My initial assessment from Friday is mostly unchanged. The Financial Times blew the data issues it identified out of proportion. Giles discovered a couple of clear errors and a number of adjustments that look questionable but have barely any impact on Piketty's charts. Much of his critique could have been consigned to a footnote to the effect that he uncovered other mistakes and questionable choices that do not actually change Piketty's results. Giles's post is written in a way that makes you think the alleged problems with Piketty's data are more legion than they are. And he's made some errors himself along the way.
Only a couple of issues Giles highlighted, for the United Kingdom in 2010 and the United States in 1970 and 1980, appear to matter, but in the worst case for Piketty, they would make the originally unimpressive trends look less ambiguously benign. I find it hard to believe that Piketty intentionally massaged his data to get the results he wanted, based on my familiarity with his previous work, on the relatively small impacts Giles's issues have on the results, and on the fact that Giles was able to discover the issues in question because Piketty put massive amounts of data online.
Above all, even if Giles is right, the issues would have minimal consequences for Capital's thesis. That thesis does not hinge at all on whether wealth inequality grew between 1980 and 2010 or whether Europe has higher wealth inequality than the U.S. And if it did, his original results should have been viewed as offering little support for those claims.
Let's take some of the basic questions one by one, over the course of a few “explainer” columns. (And, yes, I'm still doing a follow-up column about middle class income growth in the U.S.)
1. How much of Giles's critique is substantively important?
Giles claims that his analysis of Piketty's alleged data problems shows, “why these problems matter for each one of the four countries prof [sic] Piketty studies – France, Sweden, UK and the US.” That's not true. Let's take France and Sweden off the table immediately. Here are the charts Giles created (from his spreadsheet, here) showing Piketty's published results against what Giles says he should have shown (the red lines):
Giles just didn't have to say anything about either of these countries.
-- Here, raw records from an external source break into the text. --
use crate::adapters::csv_export::write_csv;
use crate::adapters::jsonl_store::JsonlStore;
use crate::domain::model::ContactMessage;
use crate::domain::ports::MessageStore;
use crate::utils::error::{AppError, Result};
use std::fs::File;
use std::io::BufWriter;
use std::path::Path;

/// Read every message from a JSONL store and write it to `output` as CSV.
pub async fn export_csv(data_file: &Path, output: &Path) -> Result<usize> {
    if !tokio::fs::try_exists(data_file).await.unwrap_or(false) {
        return Err(AppError::InvalidConfigValueError {
            field: "data_file".to_string(),
            value: data_file.display().to_string(),
            reason: "Data file does not exist".to_string(),
        });
    }

    let store = JsonlStore::open(data_file).await?;
    let messages = store.list_contact_messages().await?;

    let target = output.to_path_buf();
    let rows = tokio::task::spawn_blocking(move || write_csv_file(&messages, &target))
        .await
        .map_err(|e| AppError::ServerError {
            message: format!("CSV export task failed: {e}"),
        })??;

    tracing::info!("📁 Exported {} messages to {}", rows, output.display());
    Ok(rows)
}

fn write_csv_file(messages: &[ContactMessage], output: &Path) -> Result<usize> {
    if let Some(parent) = output.parent() {
        if !parent.as_os_str().is_empty() {
            std::fs::create_dir_all(parent)?;
        }
    }
    let writer = BufWriter::new(File::create(output)?);
    write_csv(messages, writer)
}
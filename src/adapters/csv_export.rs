use crate::domain::model::ContactMessage;
use crate::utils::error::Result;
use std::io::Write;

const HEADER: [&str; 6] = ["id", "name", "email", "subject", "message", "createdAt"];

/// Write messages as CSV with a header row. Returns the number of data rows.
pub fn write_csv<W: Write>(messages: &[ContactMessage], writer: W) -> Result<usize> {
    let mut csv_writer = csv::Writer::from_writer(writer);
    csv_writer.write_record(HEADER)?;

    for message in messages {
        csv_writer.write_record([
            message.id.to_string(),
            message.name.clone(),
            message.email.clone(),
            message.subject.clone(),
            message.message.clone(),
            message.created_at.to_rfc3339(),
        ])?;
    }

    csv_writer.flush()?;
    Ok(messages.len())
}

#[cfg(test)]
mod tests {
    use super::*;
    use chrono::{TimeZone, Utc};

    #[test]
    fn test_write_csv_quotes_embedded_commas() {
        let messages = vec![ContactMessage {
            id: 7,
            name: "Ada".to_string(),
            email: "ada@example.com".to_string(),
            subject: "Hello, again".to_string(),
            message: "Line one\nline two".to_string(),
            created_at: Utc.with_ymd_and_hms(2024, 5, 1, 12, 0, 0).unwrap(),
        }];

        let mut out = Vec::new();
        let rows = write_csv(&messages, &mut out).unwrap();
        let text = String::from_utf8(out).unwrap();

        assert_eq!(rows, 1);
        assert!(text.starts_with("id,name,email,subject,message,createdAt\n"));
        assert!(text.contains("7,Ada,ada@example.com,\"Hello, again\",\"Line one\nline two\",2024-05-01T12:00:00+00:00"));
    }
}
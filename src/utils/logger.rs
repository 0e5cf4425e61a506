use tracing_subscriber::{layer::SubscriberExt, util::SubscriberInitExt, EnvFilter};

/// Install the global subscriber. `RUST_LOG` wins over `level` when set.
pub fn init_logger(level: &str, verbose: bool, json: bool) {
    let default_directive = if verbose {
        "contact_intake=debug,info".to_string()
    } else {
        format!("contact_intake={level},warn")
    };
    let filter =
        EnvFilter::try_from_default_env().unwrap_or_else(|_| EnvFilter::new(default_directive));

    let registry = tracing_subscriber::registry().with(filter);

    if json {
        registry
            .with(
                tracing_subscriber::fmt::layer()
                    .with_target(false)
                    .with_thread_ids(false)
                    .with_file(false)
                    .with_line_number(false)
                    .json(),
            )
            .init();
    } else {
        registry
            .with(
                tracing_subscriber::fmt::layer()
                    .with_target(false)
                    .with_thread_ids(false)
                    .with_file(false)
                    .with_line_number(false)
                    .compact(),
            )
            .init();
    }
}
// Adapters layer: concrete store backends, the HTTP surface and exports.

pub mod csv_export;
pub mod http;
pub mod jsonl_store;
pub mod memory_store;
// Application layer: wires config, store backends and the HTTP surface together.

pub mod export;
pub mod server;
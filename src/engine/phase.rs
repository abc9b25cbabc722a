//! Engine phases and presentation tickets.

use serde::{Deserialize, Serialize};

/// Identifies one issued presentation (sequence playback or end-of-round
/// transition).
///
/// The engine allocates a fresh ticket per issuance and only accepts a
/// completion callback carrying the matching ticket, so duplicate or
/// stale callbacks are no-ops.
#[derive(Clone, Copy, Debug, PartialEq, Eq, Hash, Serialize, Deserialize)]
pub struct PresentationTicket(pub u64);

impl PresentationTicket {
    /// Create a ticket from a raw value.
    #[must_use]
    pub const fn new(id: u64) -> Self {
        Self(id)
    }

    /// Get the raw ticket value.
    #[must_use]
    pub const fn raw(self) -> u64 {
        self.0
    }
}

impl std::fmt::Display for PresentationTicket {
    fn fmt(&self, f: &mut std::fmt::Formatter<'_>) -> std::fmt::Result {
        write!(f, "Ticket({})", self.0)
    }
}

/// Where the engine is in the game loop.
///
/// Input is accepted only in `AwaitingInput`. `RoundOver` covers the
/// end-of-round transition window, where taps must be ignored exactly as
/// during playback.
#[derive(Clone, Copy, Debug, PartialEq, Eq, Serialize, Deserialize)]
pub enum Phase {
    /// No active round yet.
    Idle,
    /// The sequence is being played back to the player.
    Presenting(PresentationTicket),
    /// The player may tap.
    AwaitingInput,
    /// The end-of-round transition is playing.
    RoundOver(PresentationTicket),
}

impl Phase {
    /// True when player taps are accepted.
    #[must_use]
    pub fn accepts_input(self) -> bool {
        matches!(self, Phase::AwaitingInput)
    }
}
//! Core building blocks: quadrants, RNG, configuration.
//!
//! These types carry no game-loop logic of their own. The state machine
//! that consumes them lives in `crate::engine`.

pub mod quadrant;
pub mod rng;
pub mod config;

pub use quadrant::Quadrant;
pub use rng::GameRng;
pub use config::{GameConfig, VibrationPattern};
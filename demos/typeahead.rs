//! Type-ahead search: only the last keystroke's lookup survives

use call_queue::{CancellationToken, Duration, Outcome, QueueConfig, RequestQueue, Target};

#[tokio::main]
async fn main() -> Result<(), Box<dyn std::error::Error>> {
    // Initialize logging
    env_logger::init();

    let cancel_token = CancellationToken::new();

    // "search" registers the searchTimeout timer and the currentSearchCalls collection
    let queue = RequestQueue::<String>::with_tokio(
        QueueConfig::new("typeahead", ["search"]).with_sweep_delay(Duration::from_millis(500)),
        cancel_token.clone(),
    )?;

    let mut pending = Vec::new();
    for query in ["r", "ru", "rus", "rust"] {
        let call = queue.enqueue("search").expect("search collection is registered");

        // Simulated request; aborted if a newer keystroke supersedes it
        let lookup = tokio::spawn({
            let query = query.to_string();
            async move {
                tokio::time::sleep(Duration::from_millis(50)).await;
                format!("results for '{query}'")
            }
        });
        queue.attach_transport("search", call.id, lookup.abort_handle());

        let worker = queue.clone();
        let id = call.id;
        queue.throttled_invoke(
            Some(200),
            "search",
            "search",
            move || {
                tokio::spawn(async move {
                    match lookup.await {
                        Ok(results) => worker.resolve("search", Target::Id(id), results),
                        Err(e) => worker.reject("search", Target::Id(id), e.to_string()),
                    };
                });
            },
            Some(call.id),
        );

        pending.push((query, call.settlement));
        tokio::time::sleep(Duration::from_millis(30)).await;
    }

    for (query, settlement) in pending {
        match settlement.await? {
            Outcome::Resolved(results) => println!("{query:>5}: {results}"),
            Outcome::Rejected(error) => println!("{query:>5}: failed: {error}"),
            Outcome::Superseded(superseded) => {
                println!("{query:>5}: {} ({})", superseded.status, superseded.code)
            }
        }
    }

    // Shutdown gracefully
    queue.cancel_all();
    cancel_token.cancel();

    println!("Request queue shut down successfully!");
    Ok(())
}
Anything Piketty did wrong (and it doesn't seem to me that he did much wrong at all) had zero substantive impact on the trend for these two countries. In fact, many of Giles's specific issues are mostly unproblematic even for the U.S. and U.K.
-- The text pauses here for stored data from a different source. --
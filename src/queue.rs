//! Throttle-with-cancel facade over timer slots and call collections.
//!
//! A [`RequestQueue`] resolves free-text names through its registry, then
//! mutates the matching timer slot and call collection under one lock. Timer
//! callbacks and sweeps run later through the injected scheduler.

use std::collections::HashMap;
use std::sync::{Arc, Mutex, MutexGuard, Weak};
use std::time::Duration;

use tokio_util::sync::CancellationToken;

use crate::calls::{CallCollection, CallId, CallSnapshot, Outcome, Settlement, Target, Transport};
use crate::config::{delay_or, QueueConfig};
use crate::error::QueueError;
use crate::names::{CollectionName, NameRegistry, TimerName};
use crate::scheduler::{Scheduler, Task, TokioScheduler};
use crate::timers::TimerBank;

/// A freshly enqueued call: its id and the future that observes its outcome.
#[derive(Debug)]
pub struct Enqueued<T> {
    pub id: CallId,
    pub settlement: Settlement<T>,
}

/// Throttled, cancel-previous request queue.
///
/// Owns the name registry, one timer slot per registered timer and one call
/// collection per registered collection. Every operation keyed on a name that
/// does not resolve is a no-op.
///
/// Cloning yields another handle to the same queue.
pub struct RequestQueue<T> {
    shared: Arc<Shared<T>>,
}

impl<T> Clone for RequestQueue<T> {
    fn clone(&self) -> Self {
        RequestQueue {
            shared: self.shared.clone(),
        }
    }
}

struct Shared<T> {
    /// Instance name for logging
    name: String,
    registry: NameRegistry,
    scheduler: Arc<dyn Scheduler>,
    default_delay: Duration,
    sweep_delay: Duration,
    state: Mutex<State<T>>,
}

struct State<T> {
    timers: TimerBank,
    calls: HashMap<CollectionName, CallCollection<T>>,
}

impl<T> Shared<T> {
    fn state(&self) -> MutexGuard<'_, State<T>> {
        // User callbacks never run under this lock, so a poisoned guard still holds consistent data.
        self.state.lock().unwrap_or_else(|poisoned| poisoned.into_inner())
    }
}

impl<T: Send + 'static> RequestQueue<T> {
    /// Build a queue whose delays are driven by `scheduler`.
    pub fn new(config: QueueConfig, scheduler: Arc<dyn Scheduler>) -> Result<Self, QueueError> {
        let registry = NameRegistry::new(&config.timers, config.collection_roots())?;
        let calls = registry
            .collections()
            .map(|name| (name.clone(), CallCollection::new(name.clone())))
            .collect();

        log::info!(
            "Request queue '{}' created with {} timer(s) and {} call collection(s)",
            config.name,
            registry.timers().count(),
            registry.collections().count()
        );

        Ok(RequestQueue {
            shared: Arc::new(Shared {
                name: config.name,
                registry,
                scheduler,
                default_delay: config.default_delay,
                sweep_delay: config.sweep_delay,
                state: Mutex::new(State {
                    timers: TimerBank::new(),
                    calls,
                }),
            }),
        })
    }

    /// Build a queue on the current Tokio runtime.
    ///
    /// Cancelling `cancel_token` stops every timer and sweep that has not fired yet.
    pub fn with_tokio(config: QueueConfig, cancel_token: CancellationToken) -> Result<Self, QueueError> {
        let scheduler = TokioScheduler::new(cancel_token)?;
        Self::new(config, Arc::new(scheduler))
    }

    pub fn name(&self) -> &str {
        &self.shared.name
    }

    pub fn registry(&self) -> &NameRegistry {
        &self.shared.registry
    }

    pub fn timer_name(&self, name: &str) -> Option<TimerName> {
        self.shared.registry.timer(name)
    }

    pub fn collection_name(&self, name: &str) -> Option<CollectionName> {
        self.shared.registry.collection(name)
    }

    /// Register a new pending call at the end of a collection.
    pub fn enqueue(&self, collection: &str) -> Option<Enqueued<T>> {
        let name = self.resolve_collection(collection, "enqueue")?;
        let now = self.shared.scheduler.now();
        let mut state = self.shared.state();
        let (id, settlement) = state.calls.get_mut(&name)?.enqueue(now);
        log::debug!("Request queue '{}': enqueued call {} in '{}'", self.shared.name, id, name);
        Some(Enqueued { id, settlement })
    }

    /// Attach the abort capability of the operation serving call `id`.
    pub fn attach_transport(&self, collection: &str, id: CallId, transport: impl Transport + 'static) -> bool {
        self.with_collection(collection, |calls| calls.attach_transport(id, Box::new(transport)))
            .unwrap_or(false)
    }

    pub fn find(&self, collection: &str, id: CallId) -> Option<CallSnapshot> {
        self.with_collection(collection, |calls| calls.find(id).map(|call| call.snapshot()))
            .flatten()
    }

    /// Oldest (or newest) unfinished call in a collection.
    ///
    /// When nothing is unfinished a detached stand-in is returned instead; it
    /// is never stored, so neither `find` nor `settle` can reach it. `None`
    /// only when the collection name does not resolve.
    pub fn find_unresolved(&self, collection: &str, prefer_newest: bool) -> Option<CallSnapshot> {
        let now = self.shared.scheduler.now();
        self.with_collection(collection, |calls| {
            calls
                .find_unresolved(prefer_newest)
                .map(|call| call.snapshot())
                .unwrap_or_else(|| CallSnapshot::detached(now))
        })
    }

    pub fn has_unresolved(&self, collection: &str) -> bool {
        self.with_collection(collection, |calls| calls.has_unresolved())
            .unwrap_or(false)
    }

    /// Number of calls currently held by a collection, settled or not.
    pub fn entry_count(&self, collection: &str) -> usize {
        self.with_collection(collection, |calls| calls.len()).unwrap_or(0)
    }

    /// Settle the call picked by `target`. Returns whether a call was settled.
    pub fn settle(&self, collection: &str, target: Target, outcome: Outcome<T>) -> bool {
        let settled = self
            .with_collection(collection, |calls| calls.settle(target, outcome))
            .unwrap_or(false);
        if !settled {
            log::debug!(
                "Request queue '{}': nothing to settle for {:?} in '{}'",
                self.shared.name,
                target,
                collection
            );
        }
        settled
    }

    pub fn resolve(&self, collection: &str, target: Target, value: T) -> bool {
        self.settle(collection, target, Outcome::Resolved(value))
    }

    pub fn reject(&self, collection: &str, target: Target, value: T) -> bool {
        self.settle(collection, target, Outcome::Rejected(value))
    }

    /// Supersede every unfinished call in a collection except `skip`.
    ///
    /// Returns the number of calls superseded.
    pub fn abort_all(&self, collection: &str, skip: Option<CallId>) -> usize {
        self.with_collection(collection, |calls| calls.abort_all(skip))
            .unwrap_or(0)
    }

    /// Remove finished calls from a collection after `after_ms` (default sweep delay).
    ///
    /// Which calls count as finished is decided when the sweep fires.
    pub fn sweep(&self, collection: &str, after_ms: Option<i64>) -> bool {
        match self.resolve_collection(collection, "sweep") {
            Some(name) => {
                self.schedule_sweep(name, delay_or(after_ms, self.shared.sweep_delay));
                true
            }
            None => false,
        }
    }

    /// Run `callback` once after `delay_ms` (default delay), outside any timer slot.
    pub fn invoke_after<F>(&self, delay_ms: Option<i64>, callback: F)
    where
        F: FnOnce() + Send + 'static,
    {
        let delay = delay_or(delay_ms, self.shared.default_delay);
        // Dropping the handle leaves the task scheduled.
        let _ = self.shared.scheduler.schedule(delay, Box::new(callback));
    }

    /// Throttle `callback` behind a named timer.
    ///
    /// Re-invoking while the timer slot is occupied (armed, or fired and not
    /// reset since) cancels any pending callback and supersedes every
    /// unfinished call in `collection` except `skip`. A sweep
    /// of `collection` is scheduled either way. Returns whether a timer was
    /// armed, which only fails when `timer` does not resolve.
    pub fn throttled_invoke<F>(
        &self,
        delay_ms: Option<i64>,
        timer: &str,
        collection: &str,
        callback: F,
        skip: Option<CallId>,
    ) -> bool
    where
        F: FnOnce() + Send + 'static,
    {
        let Some(timer) = self.shared.registry.timer(timer) else {
            log::warn!(
                "Request queue '{}': unknown timer '{}', throttled call dropped",
                self.shared.name,
                timer
            );
            return false;
        };
        let collection = self.shared.registry.collection(collection);
        let delay = delay_or(delay_ms, self.shared.default_delay);

        {
            let mut state = self.shared.state();

            if state.timers.cancel(&timer) {
                let superseded = collection
                    .as_ref()
                    .and_then(|name| state.calls.get_mut(name))
                    .map_or(0, |calls| calls.abort_all(skip));
                log::debug!(
                    "Request queue '{}': re-armed '{}', superseded {} call(s)",
                    self.shared.name,
                    timer,
                    superseded
                );
            }

            // Install under the same lock the firing task checks, so a cancelled
            // generation can never claim the slot.
            let generation = state.timers.next_generation();
            let task = self
                .shared
                .scheduler
                .schedule(delay, self.fire_timer(timer.clone(), generation, callback));
            state.timers.install(timer.clone(), generation, task);
        }

        log::debug!("Request queue '{}': armed '{}' for {:?}", self.shared.name, timer, delay);

        if let Some(name) = collection {
            self.schedule_sweep(name, self.shared.sweep_delay);
        }
        true
    }

    /// Return a timer slot to idle without touching any collection.
    ///
    /// The next trigger then arms without superseding anything.
    pub fn reset_timer(&self, timer: &str) -> bool {
        match self.shared.registry.timer(timer) {
            Some(timer) => self.shared.state().timers.cancel(&timer),
            None => false,
        }
    }

    /// Whether the timer slot is occupied. A slot stays occupied after its
    /// callback fires, until [`reset_timer`](Self::reset_timer) or
    /// [`cancel_all`](Self::cancel_all).
    pub fn is_armed(&self, timer: &str) -> bool {
        match self.shared.registry.timer(timer) {
            Some(timer) => self.shared.state().timers.is_armed(&timer),
            None => false,
        }
    }

    /// Whether the timer slot holds a callback that has not fired yet.
    pub fn is_pending(&self, timer: &str) -> bool {
        match self.shared.registry.timer(timer) {
            Some(timer) => self.shared.state().timers.is_pending(&timer),
            None => false,
        }
    }

    /// Reset every timer, supersede every unfinished call, then sweep every collection.
    pub fn cancel_all(&self) {
        let (timers, superseded) = {
            let mut state = self.shared.state();
            let timers = state.timers.cancel_all();
            let superseded: usize = state.calls.values_mut().map(|calls| calls.abort_all(None)).sum();
            (timers, superseded)
        };

        for name in self.shared.registry.collections() {
            self.schedule_sweep(name.clone(), self.shared.sweep_delay);
        }

        log::info!(
            "Request queue '{}' cancelled {} timer(s) and superseded {} call(s)",
            self.shared.name,
            timers,
            superseded
        );
    }

    fn resolve_collection(&self, collection: &str, operation: &str) -> Option<CollectionName> {
        let name = self.shared.registry.collection(collection);
        if name.is_none() {
            log::warn!(
                "Request queue '{}': unknown call collection '{}', {} ignored",
                self.shared.name,
                collection,
                operation
            );
        }
        name
    }

    fn with_collection<R>(&self, collection: &str, f: impl FnOnce(&mut CallCollection<T>) -> R) -> Option<R> {
        let name = self.shared.registry.collection(collection)?;
        let mut state = self.shared.state();
        state.calls.get_mut(&name).map(f)
    }

    fn fire_timer<F>(&self, timer: TimerName, generation: u64, callback: F) -> Task
    where
        F: FnOnce() + Send + 'static,
    {
        let shared = Arc::downgrade(&self.shared);
        Box::new(move || {
            let Some(shared) = Weak::upgrade(&shared) else {
                log::warn!("Timer '{}' fired after its request queue was dropped", timer);
                return;
            };
            let current = shared.state().timers.claim(&timer, generation);
            if current {
                log::debug!("Request queue '{}': timer '{}' fired", shared.name, timer);
                callback();
            }
        })
    }

    fn schedule_sweep(&self, name: CollectionName, delay: Duration) {
        let shared = Arc::downgrade(&self.shared);
        let task_name = name.clone();
        let _ = self.shared.scheduler.schedule(
            delay,
            Box::new(move || {
                let Some(shared) = Weak::upgrade(&shared) else {
                    return;
                };
                let removed = shared
                    .state()
                    .calls
                    .get_mut(&task_name)
                    .map_or(0, |calls| calls.sweep());
                log::debug!(
                    "Request queue '{}': swept {} finished call(s) from '{}'",
                    shared.name,
                    removed,
                    task_name
                );
            }),
        );
        log::debug!("Request queue '{}': sweep of '{}' in {:?}", self.shared.name, name, delay);
    }
}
Giles makes a big deal of the fact that, in computing wealth concentration estimates for Europe, Piketty doesn't weight Sweden, France, and the U.K. by their population sizes before averaging them. See, now I would have criticized Piketty for calling any average of three countries a valid estimate for “Europe,” but Giles doesn't go there. In fact, it doesn't make any difference whether one weights by population size or not. Here is Giles's money chart, except I've added lines using Giles's preferred estimates but taking simple averages of the three countries (and removed his “alternative” data point for 2010 which is based on incomparable U.K. data—more on that below).
The reason his and my lines differ from Piketty's in showing somewhat lower wealth inequality in recent decades is because Giles's preferred estimates differ from Piketty's. (And it's only the U.K. estimates that really matter, and only after 1980, and only for the top ten percent.) The averaging issue has nothing to do with it.
Giles cites an example using the Swedish data of an apparent transcription error by Piketty where a value for one year was mistakenly entered into a spreadsheet as the value for a different year. It's the one example of a transcription error he cites. You can see the inconsequential impact it has by looking at Piketty's 1920 data points in the Sweden chart above.
Giles spends a fair amount of space discussing “tweaks” Piketty made, which he views as uniformly suspect. As others have pointed out, when doing long-run trend analysis using multiple data sources, making adjustments to data is often unavoidable for purposes of estimating the trend validly. You might end up with a second-best estimate for this or that data point, but the trend itself might be more accurately depicted, which is the point. I and others have actually criticized Piketty for not making such adjustments in the specific case of U.S. income concentration trends before and after 1986, when major tax reforms altered the amount of ordinary income reported on individual tax returns.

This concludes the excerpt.